Last month, justice secretary Dominic Raab suggested he was in the market for 'drastic and bold' ideas to improve the family justice landscape – and not before time.

Peter Burgess_Burgess Mee Family Law

Peter Burgess

The UK family justice system is overloaded by the pressures of years of cuts, the aftermath of the disastrous introduction of the LASPO legislation, and the pandemic. It’s little wonder, then, that Raab is calling for drastic action when the outlook is so bleak.

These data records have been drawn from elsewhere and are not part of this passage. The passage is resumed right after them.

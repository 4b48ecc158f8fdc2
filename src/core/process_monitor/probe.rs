//! Seams between the monitoring core and the operating system.
//!
//! The core never talks to the OS directly. Everything it needs is expressed
//! through the traits below; the platform layer provides sysinfo-backed
//! implementations and the tests provide in-memory ones.

use std::path::PathBuf;
use std::time::Duration;

use chrono::{DateTime, Utc};
use thiserror::Error;

use super::metrics::PriorityLevel;
use crate::error::Result;

/// Why a single field of a process could not be read.
#[derive(Error, Debug, Clone, PartialEq, Eq)]
pub enum FieldError {
    #[error("access denied")]
    AccessDenied,

    #[error("not supported on this platform")]
    Unsupported,

    #[error("process exited")]
    Exited,

    #[error("{0}")]
    Os(String),
}

pub type FieldResult<T> = std::result::Result<T, FieldError>;

/// Raw, unvalidated observation of one process.
#[derive(Debug, Clone)]
pub struct ProcessProbe {
    pub pid: u32,
    pub name: String,
    /// The process died between enumeration and inspection.
    pub exited: bool,
    /// Total CPU time consumed since the process started.
    pub cpu_time: FieldResult<Duration>,
    pub thread_count: FieldResult<u32>,
    pub handle_count: FieldResult<u32>,
    pub working_set: FieldResult<u64>,
    pub private_bytes: FieldResult<u64>,
    pub start_time: FieldResult<DateTime<Utc>>,
    /// `Ok(None)` means the process has no executable image (kernel threads).
    pub exe_path: FieldResult<Option<PathBuf>>,
    pub status: FieldResult<String>,
}

impl ProcessProbe {
    /// A probe where every field is unreadable.
    pub fn unreadable(pid: u32, name: impl Into<String>) -> Self {
        Self {
            pid,
            name: name.into(),
            exited: false,
            cpu_time: Err(FieldError::AccessDenied),
            thread_count: Err(FieldError::AccessDenied),
            handle_count: Err(FieldError::AccessDenied),
            working_set: Err(FieldError::AccessDenied),
            private_bytes: Err(FieldError::AccessDenied),
            start_time: Err(FieldError::AccessDenied),
            exe_path: Err(FieldError::AccessDenied),
            status: Err(FieldError::AccessDenied),
        }
    }
}

/// Process enumeration primitive.
pub trait ProcessSource: Send {
    /// Enumerate every live process.
    ///
    /// An `Err` entry means the process as a whole could not be inspected; it
    /// is excluded from the sample.
    fn enumerate(&mut self) -> Vec<Result<ProcessProbe>>;

    /// Inspect a single process. `None` if it does not exist.
    fn probe(&mut self, pid: u32) -> Option<ProcessProbe>;

    /// Number of logical processors, queried once.
    fn core_count(&self) -> usize;
}

/// OS-wide counters.
pub trait SystemCounters: Send {
    /// Instantaneous total CPU utilization in percent.
    fn total_cpu_percent(&mut self) -> Result<f64>;

    /// Currently available memory in bytes.
    fn available_memory(&mut self) -> Result<u64>;

    /// Installed physical memory in bytes. Cached by implementations.
    fn total_physical_memory(&self) -> Option<u64>;
}

/// Process ownership lookup. Expected to be slow.
pub trait OwnerQuery: Send {
    /// `Ok(None)` when the process exists but has no owning account.
    fn query_owner(&mut self, pid: u32) -> Result<Option<String>>;
}

/// Side-effecting process operations.
pub trait ProcessControl: Send {
    fn terminate(&mut self, pid: u32) -> Result<()>;

    fn set_priority(&mut self, pid: u32, level: PriorityLevel) -> Result<()>;
}
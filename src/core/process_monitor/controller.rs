//! Single-process operations: terminate, change priority, detail lookup.
//!
//! Failures are reported as `false` / `None`. The reason is only logged, so a
//! caller cannot tell "already gone" from "not allowed".

use std::time::Instant;

use super::cpu_tracker::CpuUsageTracker;
use super::metrics::{PriorityLevel, ProcessRecord};
use super::owner::OwnerResolver;
use super::probe::{OwnerQuery, ProcessControl, ProcessSource};
use super::sampler;

pub fn terminate(control: &mut dyn ProcessControl, pid: u32) -> bool {
    match control.terminate(pid) {
        Ok(()) => {
            log::info!("Terminated process {}", pid);
            true
        }
        Err(e) => {
            log::warn!("Failed to terminate process {}: {}", pid, e);
            false
        }
    }
}

pub fn set_priority(control: &mut dyn ProcessControl, pid: u32, level: PriorityLevel) -> bool {
    match control.set_priority(pid, level) {
        Ok(()) => {
            log::info!("Set priority of process {} to {}", pid, level);
            true
        }
        Err(e) => {
            log::warn!("Failed to set priority of process {} to {}: {}", pid, level, e);
            false
        }
    }
}

/// Like a one-process sample, but with the owner resolved.
pub fn detail(
    source: &mut dyn ProcessSource,
    tracker: &mut CpuUsageTracker,
    owners: &mut OwnerResolver,
    owner_query: &mut dyn OwnerQuery,
    pid: u32,
    now: Instant,
) -> Option<ProcessRecord> {
    let probe = source.probe(pid)?;
    if probe.exited {
        return None;
    }

    let mut record = sampler::build_record(probe, tracker, now);
    record.owner = owners.resolve(pid, now, owner_query);
    Some(record)
}
use chrono::{DateTime, Utc};
use colored::*;

use super::formatters::{
    format_bytes, format_percent, format_running_time, format_start_time,
};
use crate::core::process_monitor::{
    Alert, AlertConfig, AlertSeverity, CpuLoad, MemoryPercentSource, MetricsHistory,
    ProcessRecord, SystemStats,
};

const NAME_WIDTH: usize = 28;

fn truncate(text: &str, width: usize) -> String {
    if text.chars().count() <= width {
        return text.to_string();
    }
    let mut out: String = text.chars().take(width.saturating_sub(1)).collect();
    out.push('…');
    out
}

/// Color a row by how hard the process is loading the CPU.
fn paint(line: String, load: CpuLoad) -> ColoredString {
    match load {
        CpuLoad::High => line.red().bold(),
        CpuLoad::Elevated => line.yellow(),
        CpuLoad::Normal => line.normal(),
    }
}

pub fn print_process_table(
    processes: &[ProcessRecord],
    top: Option<usize>,
    config: &AlertConfig,
    now: DateTime<Utc>,
) {
    let header = format!(
        "{:>7}  {:<width$}  {:>6}  {:>10}  {:>10}  {:>7}  {:>7}  {:>8}  {}",
        "PID",
        "NAME",
        "CPU",
        "MEMORY",
        "PRIVATE",
        "THREADS",
        "HANDLES",
        "UPTIME",
        "STATUS",
        width = NAME_WIDTH
    );
    println!("{}", header.bold().bright_cyan());
    println!("{}", "-".repeat(header.len()));

    let limit = top.unwrap_or(processes.len());
    for process in processes.iter().take(limit) {
        let line = format!(
            "{:>7}  {:<width$}  {:>6}  {:>10}  {:>10}  {:>7}  {:>7}  {:>8}  {}",
            process.pid,
            truncate(&process.name, NAME_WIDTH),
            format_percent(process.cpu_usage_percent),
            format_bytes(process.working_set_bytes),
            format_bytes(process.private_bytes),
            process.thread_count,
            process.handle_count,
            format_running_time(process.running_time(now)),
            process.status,
            width = NAME_WIDTH
        );
        println!("{}", paint(line, CpuLoad::classify(process.cpu_usage_percent, config)));
    }

    if limit < processes.len() {
        println!(
            "{}",
            format!("... {} more processes", processes.len() - limit).dimmed()
        );
    }
}

pub fn print_system_stats(stats: &SystemStats, history: Option<&MetricsHistory>) {
    println!("\n{}", "SYSTEM".bold().bright_cyan());
    println!("{}", "=".repeat(60));

    println!(
        "  {:<18} {}",
        "CPU:".bold(),
        format_percent(stats.total_cpu_percent)
    );

    let (memory_percent, source) = stats.memory_used_percent_with_source();
    let note = match source {
        MemoryPercentSource::Physical => "",
        MemoryPercentSource::WorkingSetApproximation => " (approx. from working sets)",
        MemoryPercentSource::Unknown => " (unknown)",
    };
    println!(
        "  {:<18} {} used, {} available{}",
        "Memory:".bold(),
        format_bytes(stats.total_memory_used_bytes),
        format_bytes(stats.total_memory_available_bytes),
        format!(" ({}){}", format_percent(memory_percent), note).dimmed()
    );

    if stats.total_physical_memory_bytes > 0 {
        println!(
            "  {:<18} {}",
            "Physical memory:".bold(),
            format_bytes(stats.total_physical_memory_bytes)
        );
    }

    println!("  {}", stats.summary());

    if let Some(history) = history.filter(|h| !h.is_empty()) {
        let (average, peak) = history.cpu_average_and_peak();
        println!(
            "  {:<18} avg {} / peak {} over {} samples",
            "CPU history:".bold(),
            format_percent(average),
            format_percent(peak),
            history.len()
        );
    }
}

pub fn print_process_detail(process: &ProcessRecord, now: DateTime<Utc>) {
    println!(
        "\n{} {}",
        process.name.bold().bright_cyan(),
        format!("(PID {})", process.pid).dimmed()
    );
    println!("{}", "=".repeat(60));

    let rows = [
        ("Status", process.status.clone()),
        ("Owner", process.owner.clone()),
        ("CPU", format_percent(process.cpu_usage_percent)),
        ("Working set", format_bytes(process.working_set_bytes)),
        ("Private bytes", format_bytes(process.private_bytes)),
        ("Threads", process.thread_count.to_string()),
        ("Handles", process.handle_count.to_string()),
        ("Started", format_start_time(process.start_time)),
        ("Running for", format_running_time(process.running_time(now))),
        ("Path", process.file_path.clone()),
    ];

    for (label, value) in rows {
        println!("  {:<16} {}", format!("{}:", label).bold(), value);
    }
}

pub fn print_alerts(alerts: &[Alert]) {
    for alert in alerts {
        let line = format!("[{:?}] {}", alert.severity, alert.message);
        match alert.severity {
            AlertSeverity::Critical => println!("{}", line.red().bold()),
            AlertSeverity::Warning => println!("{}", line.yellow()),
            AlertSeverity::Info => println!("{}", line.dimmed()),
        }
    }
}
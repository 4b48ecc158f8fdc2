use std::collections::VecDeque;

use super::metrics::SystemStats;

pub const DEFAULT_HISTORY_SIZE: usize = 60;

/// Bounded history of whole-system CPU and memory usage, one point per poll.
#[derive(Debug, Clone)]
pub struct MetricsHistory {
    capacity: usize,
    pub cpu_usage: VecDeque<f64>,
    pub memory_usage: VecDeque<f64>,
}

impl MetricsHistory {
    pub fn new() -> Self {
        Self::with_capacity(DEFAULT_HISTORY_SIZE)
    }

    pub fn with_capacity(capacity: usize) -> Self {
        let capacity = capacity.max(1);
        Self {
            capacity,
            cpu_usage: VecDeque::with_capacity(capacity),
            memory_usage: VecDeque::with_capacity(capacity),
        }
    }

    pub fn capacity(&self) -> usize {
        self.capacity
    }

    pub fn record(&mut self, stats: &SystemStats) {
        let capacity = self.capacity;
        Self::push_value(&mut self.cpu_usage, stats.total_cpu_percent, capacity);
        Self::push_value(&mut self.memory_usage, stats.memory_used_percent(), capacity);
    }

    fn push_value<T>(queue: &mut VecDeque<T>, value: T, capacity: usize) {
        if queue.len() >= capacity {
            queue.pop_front();
        }
        queue.push_back(value);
    }

    pub fn len(&self) -> usize {
        self.cpu_usage.len()
    }

    pub fn is_empty(&self) -> bool {
        self.cpu_usage.is_empty()
    }

    pub fn clear(&mut self) {
        self.cpu_usage.clear();
        self.memory_usage.clear();
    }

    /// (average, peak) of the recorded CPU values.
    pub fn cpu_average_and_peak(&self) -> (f64, f64) {
        if self.cpu_usage.is_empty() {
            return (0.0, 0.0);
        }
        let avg = self.cpu_usage.iter().sum::<f64>() / self.cpu_usage.len() as f64;
        let peak = self.cpu_usage.iter().copied().fold(0.0, f64::max);
        (avg, peak)
    }
}

impl Default for MetricsHistory {
    fn default() -> Self {
        Self::new()
    }
}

The call to arms is an opportunity to re-evaluate what sort of family justice system we want. Here are five ideas for the government’s to do list:

1. Public information campaign

Despite 'custody' having been abolished as a legal concept in 1989, it is still commonplace to talk about 'custody battles'. The whole lexicon of family law is geared towards our adversarial system – although modern lawyers are increasingly moving away from the age-old ‘Dear Sirs’, writing in a much more neutral constructive tone with clients referred to by name. The move away from a fault-based divorce system, which has been in place for decades, towards no-fault divorce provides a perfect opportunity for a public information campaign focused not just on the simplification of the divorce process but also on wider family law issues. Importantly, the impact of conflict on children – which is apparent from more or less every study that has been done – needs to be impressed on spouses, parents and professionals alike.

2. Supporting litigants in person

There’s no doubt that the removal of legal aid for most family matters has resulted in a huge surge in litigants in person, which has added significantly to the burden of courts. Funding 'neutral' advice at court to help litigants in person would be an enormous step forward. While it’s too much to hope that the government might perform a U-turn on funding legal aid, with some creative thinking it could help the legions of litigants in person and remove pressure from family court advisers and judges.

3. The right process

There are pilot schemes for ‘triage hubs’ for private children matters, which could work equally well for financial remedy courts. Funding access to these services (beyond the current voucher scheme) would be a major breakthrough. We should stop thinking of dispute resolution processes as alternatives to court, with litigation as the default. Instead, we should be looking at these processes first, with court the last resort. Moreover, the court system infrastructure is still not fit for purpose. Repurposing government buildings to provide spaces for DR processes other than litigation would be a big step forward. And why not call them Dispute Resolution Centres instead of courts?

4. Power to the judges

Far too much court time is taken up with meritless applications. Although many high net worth matters have moved across into private FDRs and arbitrations, there is still a significant volume of work which takes up huge amounts of court time. The MIAMs (Mediation Information and Assessment Meeting) process is often simply a box-ticking exercise. Additionally, its relatively narrow focus on mediation should be expanded to offer a wider menu of dispute resolution options, so MIAMs should become 'IAMs'. There should be judicial scrutiny as to why an alternative process has not been selected. The triage process needs to be carefully considered in the light of Article 6 rights to ensure access to justice remains for those that need it.

5. Changing the law

Simplifying the law in some way would probably remove at a stroke a large number of cases. The Law Commission in 2014 recommended the introduction of a category of prenuptial agreement which was binding. It’s a common misconception that prenuptial agreements are only for the uber-wealthy. However, in my experience they are available to people from all walks of life and can radically reduce the scope for dispute at the end of a marriage, so isn’t it time we gave people that choice? There are many countries in Europe and other parts of the world where school children are taught about ways of holding property in relationships, so why not in this country?

There is so much that could be done to improve matters. Let’s hope that the government takes on board the feedback it receives and seizes the opportunity to make meaningful, positive change to the family law system.